Free and Equal hosted a second debate on July 12, 2024, at FreedomFest in Las Vegas, Nevada moderated by the foundation's chair, Christina Tobin and congressman Thomas Massie. Biden, Kennedy, Oliver, Stein, Randall Terry, Trump and West were invited to the debate, while Oliver, Stein, and Terry participated.

Free and Equal hosted a third debate on October 23, 2024 in Los Angeles, California moderated by the foundation's chair, Christina Tobin and former U.S. Comptroller General David Walker. Chase Oliver, Jill Stein, Randall Terry, Claudia De la Cruz, Kamala Harris, Donald Trump, and Cornel West were invited. Oliver, Stein, and Terry participated again.

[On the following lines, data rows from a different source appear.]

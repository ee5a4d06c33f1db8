//! Typed row keys with a total order.
//!
//! Sorted tables use tuples of typed values. Ordered tables use a
//! one-element key holding the tablet index, so replication progress can be
//! expressed over both with the same machinery.

use serde::{Deserialize, Serialize};
use std::fmt;

/// A typed value. Variant order defines the cross-type order, with the
/// `Min` and `Max` sentinels at the ends.
#[derive(Clone, Debug, PartialEq, Eq, Hash, PartialOrd, Ord, Serialize, Deserialize)]
pub enum Value {
    /// Lower sentinel.
    Min,
    /// SQL-like null.
    Null,
    /// Signed integer.
    Int64(i64),
    /// Unsigned integer.
    Uint64(u64),
    /// Boolean.
    Boolean(bool),
    /// UTF-8 string.
    String(String),
    /// Upper sentinel.
    Max,
}

impl fmt::Display for Value {
    fn fmt(&self, f: &mut fmt::Formatter<'_>) -> fmt::Result {
        match self {
            Value::Min => f.write_str("<min>"),
            Value::Null => f.write_str("#"),
            Value::Int64(v) => write!(f, "{}", v),
            Value::Uint64(v) => write!(f, "{}u", v),
            Value::Boolean(v) => write!(f, "{}", v),
            Value::String(v) => write!(f, "{:?}", v),
            Value::Max => f.write_str("<max>"),
        }
    }
}

impl From<i64> for Value {
    fn from(v: i64) -> Self {
        Value::Int64(v)
    }
}

impl From<u64> for Value {
    fn from(v: u64) -> Self {
        Value::Uint64(v)
    }
}

impl From<bool> for Value {
    fn from(v: bool) -> Self {
        Value::Boolean(v)
    }
}

impl From<&str> for Value {
    fn from(v: &str) -> Self {
        Value::String(v.to_string())
    }
}

impl From<String> for Value {
    fn from(v: String) -> Self {
        Value::String(v)
    }
}

/// A row key: lexicographically ordered tuple of values.
///
/// The empty key sorts before every other key; [`Key::max`] sorts after
/// every key that does not itself start with `Max`.
#[derive(Clone, Debug, Default, PartialEq, Eq, Hash, PartialOrd, Ord, Serialize, Deserialize)]
pub struct Key(Vec<Value>);

impl Key {
    /// Creates a key from values.
    pub fn new(values: Vec<Value>) -> Self {
        Key(values)
    }

    /// The smallest key.
    pub fn empty() -> Self {
        Key(Vec::new())
    }

    /// The upper sentinel key.
    pub fn max() -> Self {
        Key(vec![Value::Max])
    }

    /// Key of tablet `index` of an ordered table.
    pub fn tablet(index: usize) -> Self {
        if index == 0 {
            Key::empty()
        } else {
            Key(vec![Value::Int64(index as i64)])
        }
    }

    /// Tablet index encoded by an ordered-table key.
    pub fn tablet_index(&self) -> Option<usize> {
        match self.0.as_slice() {
            [] => Some(0),
            [Value::Int64(i)] if *i >= 0 => Some(*i as usize),
            _ => None,
        }
    }

    /// Whether this is the empty key.
    pub fn is_empty(&self) -> bool {
        self.0.is_empty()
    }

    /// Whether this is the upper sentinel.
    pub fn is_max(&self) -> bool {
        matches!(self.0.first(), Some(Value::Max))
    }

    /// Key values.
    pub fn values(&self) -> &[Value] {
        &self.0
    }
}

impl From<i64> for Key {
    fn from(v: i64) -> Self {
        Key(vec![Value::Int64(v)])
    }
}

impl fmt::Display for Key {
    fn fmt(&self, f: &mut fmt::Formatter<'_>) -> fmt::Result {
        f.write_str("[")?;
        for (i, value) in self.0.iter().enumerate() {
            if i > 0 {
                f.write_str(", ")?;
            }
            write!(f, "{}", value)?;
        }
        f.write_str("]")
    }
}

/// Half-open key range `[lower, upper)`.
#[derive(Clone, Debug, PartialEq, Eq, Hash, Serialize, Deserialize)]
pub struct KeyRange {
    /// Inclusive lower bound.
    pub lower: Key,
    /// Exclusive upper bound.
    pub upper: Key,
}

impl KeyRange {
    /// Creates a range.
    pub fn new(lower: Key, upper: Key) -> Self {
        Self { lower, upper }
    }

    /// The whole key space.
    pub fn full() -> Self {
        Self::new(Key::empty(), Key::max())
    }

    /// Range containing exactly one key.
    pub fn point(key: &Key) -> Self {
        let mut upper = key.0.clone();
        upper.push(Value::Min);
        Self::new(key.clone(), Key(upper))
    }

    /// Whether `key` lies in the range.
    pub fn contains(&self, key: &Key) -> bool {
        *key >= self.lower && *key < self.upper
    }

    /// Whether the range is empty.
    pub fn is_empty(&self) -> bool {
        self.lower >= self.upper
    }

    /// Intersection of two ranges.
    pub fn intersect(&self, other: &KeyRange) -> KeyRange {
        KeyRange::new(
            self.lower.clone().max(other.lower.clone()),
            self.upper.clone().min(other.upper.clone()),
        )
    }
}

#[cfg(test)]
mod tests {
    use super::*;

    #[test]
    fn test_sentinels() {
        let k = Key::from(5);
        assert!(Key::empty() < k);
        assert!(k < Key::max());
        assert!(Key::new(vec![Value::String("z".into())]) < Key::max());
        assert!(Key::max().is_max());
    }

    #[test]
    fn test_lexicographic() {
        let a = Key::new(vec![Value::Int64(1), Value::Int64(2)]);
        let b = Key::new(vec![Value::Int64(1), Value::Int64(3)]);
        let c = Key::new(vec![Value::Int64(1)]);
        assert!(a < b);
        assert!(c < a);
    }

    #[test]
    fn test_tablet_keys() {
        assert_eq!(Key::tablet(0), Key::empty());
        assert_eq!(Key::tablet(2).tablet_index(), Some(2));
        assert_eq!(Key::empty().tablet_index(), Some(0));
        assert!(Key::tablet(1) < Key::tablet(2));
        assert_eq!(Key::from(-1).tablet_index(), None);
    }

    #[test]
    fn test_point_range() {
        let key = Key::from(3);
        let range = KeyRange::point(&key);
        assert!(range.contains(&key));
        assert!(!range.contains(&Key::from(4)));
        assert!(!range.contains(&Key::from(2)));
        assert!(range.contains(&Key::new(vec![Value::Int64(3), Value::Int64(1)])));
    }

    #[test]
    fn test_intersect() {
        let a = KeyRange::new(Key::from(1), Key::from(5));
        let b = KeyRange::new(Key::from(3), Key::max());
        let i = a.intersect(&b);
        assert_eq!(i, KeyRange::new(Key::from(3), Key::from(5)));
        assert!(!i.is_empty());
        let disjoint = KeyRange::new(Key::from(7), Key::from(9)).intersect(&a);
        assert!(disjoint.is_empty());
    }

    #[test]
    fn test_display() {
        let k = Key::new(vec![Value::Int64(1), Value::from("a")]);
        assert_eq!(k.to_string(), "[1, \"a\"]");
    }
}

==Electoral reform symposia==

Since 2009, Free & Equal has hosted electoral reform symposia to unite intellectuals and experts to share and debate reforms to the U.S. electoral system. Past panelists and speakers include president of the League of Women Voters of Colorado Nancy Crow, deputy secretary of state of Colorado Suzanne Staiert, FairVote founder Rob Richie, Nexus Earth founder Colin Cantrell, and Ballot Access News founder Richard Winger.

==United We Stand tour==

In 2014, Free & Equal launched United We Stand, a festival and tour uniting the younger generations with musicians, artists, and thought leaders to promote political and cultural change. Since its inception, the tour has made stops at Belasco Theater in Los Angeles in 2014 and 2015, University of Colorado Boulder in 2016, and Texas A&M University in 2018. The 2019 tour included Indiana, Texas, Colorado, Oregon, and Tennessee.